__Problem to work on__. Check each line of the listing below for the string "logged", then copy every line that has it.

-- Opening Marker --

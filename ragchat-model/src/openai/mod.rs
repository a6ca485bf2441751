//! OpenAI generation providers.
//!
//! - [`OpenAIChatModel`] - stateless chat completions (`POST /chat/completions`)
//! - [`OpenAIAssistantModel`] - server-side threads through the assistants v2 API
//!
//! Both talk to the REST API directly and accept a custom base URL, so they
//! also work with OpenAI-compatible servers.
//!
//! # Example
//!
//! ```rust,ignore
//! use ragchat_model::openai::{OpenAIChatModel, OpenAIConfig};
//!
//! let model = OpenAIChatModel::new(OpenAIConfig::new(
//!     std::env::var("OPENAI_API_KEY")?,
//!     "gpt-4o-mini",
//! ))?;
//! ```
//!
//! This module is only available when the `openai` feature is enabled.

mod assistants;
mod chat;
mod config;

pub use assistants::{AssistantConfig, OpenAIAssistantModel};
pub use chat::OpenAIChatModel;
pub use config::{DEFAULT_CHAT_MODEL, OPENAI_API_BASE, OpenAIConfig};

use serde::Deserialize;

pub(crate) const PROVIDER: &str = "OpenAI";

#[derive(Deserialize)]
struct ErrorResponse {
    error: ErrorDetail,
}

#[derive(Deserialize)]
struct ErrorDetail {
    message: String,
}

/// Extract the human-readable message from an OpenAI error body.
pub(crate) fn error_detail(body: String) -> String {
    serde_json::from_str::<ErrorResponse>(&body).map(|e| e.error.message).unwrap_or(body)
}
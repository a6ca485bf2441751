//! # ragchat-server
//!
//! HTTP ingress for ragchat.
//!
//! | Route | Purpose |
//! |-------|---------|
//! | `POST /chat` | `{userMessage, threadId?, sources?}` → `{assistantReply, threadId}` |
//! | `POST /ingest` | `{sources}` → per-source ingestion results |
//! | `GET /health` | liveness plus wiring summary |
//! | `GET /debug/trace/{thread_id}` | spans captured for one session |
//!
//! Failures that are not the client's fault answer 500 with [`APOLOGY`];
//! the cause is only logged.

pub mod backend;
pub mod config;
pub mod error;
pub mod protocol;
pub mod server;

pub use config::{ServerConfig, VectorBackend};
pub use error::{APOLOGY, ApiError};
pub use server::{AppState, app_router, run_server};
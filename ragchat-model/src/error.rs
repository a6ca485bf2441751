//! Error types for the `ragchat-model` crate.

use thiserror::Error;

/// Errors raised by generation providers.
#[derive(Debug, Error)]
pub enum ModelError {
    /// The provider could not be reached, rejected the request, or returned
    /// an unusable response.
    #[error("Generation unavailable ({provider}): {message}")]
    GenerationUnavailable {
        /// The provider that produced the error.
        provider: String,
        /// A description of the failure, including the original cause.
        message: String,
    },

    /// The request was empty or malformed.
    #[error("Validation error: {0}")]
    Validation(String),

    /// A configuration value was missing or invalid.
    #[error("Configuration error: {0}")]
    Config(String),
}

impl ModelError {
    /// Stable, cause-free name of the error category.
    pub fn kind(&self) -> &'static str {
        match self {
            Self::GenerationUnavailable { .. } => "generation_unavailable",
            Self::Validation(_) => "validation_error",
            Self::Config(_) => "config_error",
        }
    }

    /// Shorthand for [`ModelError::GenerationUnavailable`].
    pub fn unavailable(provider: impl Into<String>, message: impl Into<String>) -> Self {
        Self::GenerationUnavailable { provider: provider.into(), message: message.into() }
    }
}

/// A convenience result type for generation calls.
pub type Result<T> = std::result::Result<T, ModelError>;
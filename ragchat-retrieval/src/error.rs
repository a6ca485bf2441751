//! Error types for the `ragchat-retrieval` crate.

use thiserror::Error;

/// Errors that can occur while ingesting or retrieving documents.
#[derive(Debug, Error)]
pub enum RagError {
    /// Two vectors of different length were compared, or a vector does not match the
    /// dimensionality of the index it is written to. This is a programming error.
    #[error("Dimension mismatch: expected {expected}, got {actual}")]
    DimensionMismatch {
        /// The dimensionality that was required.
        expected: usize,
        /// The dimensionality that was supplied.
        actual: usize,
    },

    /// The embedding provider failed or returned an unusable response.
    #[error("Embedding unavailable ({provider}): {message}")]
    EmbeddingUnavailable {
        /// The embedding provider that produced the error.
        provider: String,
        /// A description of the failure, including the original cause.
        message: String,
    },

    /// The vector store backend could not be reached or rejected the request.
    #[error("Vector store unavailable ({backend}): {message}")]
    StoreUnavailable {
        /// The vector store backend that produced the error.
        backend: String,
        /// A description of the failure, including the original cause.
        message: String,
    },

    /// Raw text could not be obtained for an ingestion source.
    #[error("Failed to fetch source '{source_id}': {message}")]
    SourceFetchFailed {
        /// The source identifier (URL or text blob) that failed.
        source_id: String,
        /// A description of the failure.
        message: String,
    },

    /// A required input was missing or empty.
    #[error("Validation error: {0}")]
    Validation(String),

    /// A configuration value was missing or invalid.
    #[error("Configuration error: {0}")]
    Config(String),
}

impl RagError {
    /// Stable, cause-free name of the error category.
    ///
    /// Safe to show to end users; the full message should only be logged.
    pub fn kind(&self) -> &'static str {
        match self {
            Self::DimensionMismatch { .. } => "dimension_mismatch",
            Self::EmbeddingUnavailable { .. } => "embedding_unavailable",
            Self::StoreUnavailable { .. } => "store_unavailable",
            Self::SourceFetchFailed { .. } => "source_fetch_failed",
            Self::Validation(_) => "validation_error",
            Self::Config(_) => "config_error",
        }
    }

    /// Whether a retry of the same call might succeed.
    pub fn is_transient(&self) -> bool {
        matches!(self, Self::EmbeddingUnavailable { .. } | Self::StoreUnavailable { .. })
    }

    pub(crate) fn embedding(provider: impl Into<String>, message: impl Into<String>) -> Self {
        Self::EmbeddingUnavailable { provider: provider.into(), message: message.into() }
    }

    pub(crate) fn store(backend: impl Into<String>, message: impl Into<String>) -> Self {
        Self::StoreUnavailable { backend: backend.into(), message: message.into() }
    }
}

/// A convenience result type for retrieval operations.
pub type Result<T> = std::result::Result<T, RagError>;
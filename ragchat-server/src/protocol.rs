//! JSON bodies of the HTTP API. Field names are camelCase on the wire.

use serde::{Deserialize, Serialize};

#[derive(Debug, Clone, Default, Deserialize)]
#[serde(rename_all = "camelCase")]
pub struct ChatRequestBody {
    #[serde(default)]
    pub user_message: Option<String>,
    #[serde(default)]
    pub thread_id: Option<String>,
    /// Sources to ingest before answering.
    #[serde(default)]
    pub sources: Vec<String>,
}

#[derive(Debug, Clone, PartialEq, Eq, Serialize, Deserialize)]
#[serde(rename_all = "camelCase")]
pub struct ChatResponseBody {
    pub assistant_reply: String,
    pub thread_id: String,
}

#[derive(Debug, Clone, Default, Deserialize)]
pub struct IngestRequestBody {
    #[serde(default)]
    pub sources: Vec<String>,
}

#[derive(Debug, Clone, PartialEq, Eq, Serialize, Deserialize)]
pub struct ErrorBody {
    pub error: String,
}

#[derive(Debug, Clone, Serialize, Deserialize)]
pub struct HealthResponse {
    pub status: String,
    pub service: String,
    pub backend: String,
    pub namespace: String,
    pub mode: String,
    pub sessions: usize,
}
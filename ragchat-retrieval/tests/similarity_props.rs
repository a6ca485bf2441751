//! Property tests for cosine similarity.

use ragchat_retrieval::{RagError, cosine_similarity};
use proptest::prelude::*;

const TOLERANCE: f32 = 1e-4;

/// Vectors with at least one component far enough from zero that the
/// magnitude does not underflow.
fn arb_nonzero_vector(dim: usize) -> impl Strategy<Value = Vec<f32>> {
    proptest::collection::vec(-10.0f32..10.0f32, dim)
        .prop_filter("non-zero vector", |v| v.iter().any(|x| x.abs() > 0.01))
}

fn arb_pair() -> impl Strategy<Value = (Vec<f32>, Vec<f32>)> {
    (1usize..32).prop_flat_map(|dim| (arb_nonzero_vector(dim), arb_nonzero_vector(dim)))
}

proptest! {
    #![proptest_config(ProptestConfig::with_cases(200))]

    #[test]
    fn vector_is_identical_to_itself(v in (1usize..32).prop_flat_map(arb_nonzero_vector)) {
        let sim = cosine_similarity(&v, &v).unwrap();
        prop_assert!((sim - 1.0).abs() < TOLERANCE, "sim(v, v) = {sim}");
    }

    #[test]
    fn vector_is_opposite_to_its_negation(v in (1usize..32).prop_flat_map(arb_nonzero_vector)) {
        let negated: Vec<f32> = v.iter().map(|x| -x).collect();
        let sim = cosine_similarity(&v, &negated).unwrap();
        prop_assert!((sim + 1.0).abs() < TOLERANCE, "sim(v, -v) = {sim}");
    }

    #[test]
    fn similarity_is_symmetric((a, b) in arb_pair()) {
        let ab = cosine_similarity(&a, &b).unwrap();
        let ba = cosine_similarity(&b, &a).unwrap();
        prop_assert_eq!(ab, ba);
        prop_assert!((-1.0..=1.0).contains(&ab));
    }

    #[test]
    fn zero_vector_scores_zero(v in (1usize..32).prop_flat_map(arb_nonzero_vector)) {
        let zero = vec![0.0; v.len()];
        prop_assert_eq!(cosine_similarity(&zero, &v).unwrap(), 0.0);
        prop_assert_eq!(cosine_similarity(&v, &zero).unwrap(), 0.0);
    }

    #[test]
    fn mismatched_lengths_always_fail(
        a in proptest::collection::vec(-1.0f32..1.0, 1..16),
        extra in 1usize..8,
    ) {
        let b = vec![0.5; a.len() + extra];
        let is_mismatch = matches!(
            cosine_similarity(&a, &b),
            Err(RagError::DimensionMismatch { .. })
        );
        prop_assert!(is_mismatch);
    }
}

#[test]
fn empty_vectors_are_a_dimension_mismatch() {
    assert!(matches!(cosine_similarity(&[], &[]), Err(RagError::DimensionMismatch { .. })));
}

-- Closing Marker --

__Exercise answer__.
//! the cause is only logged.
    /// Safe to show to end users; the full message should only be logged.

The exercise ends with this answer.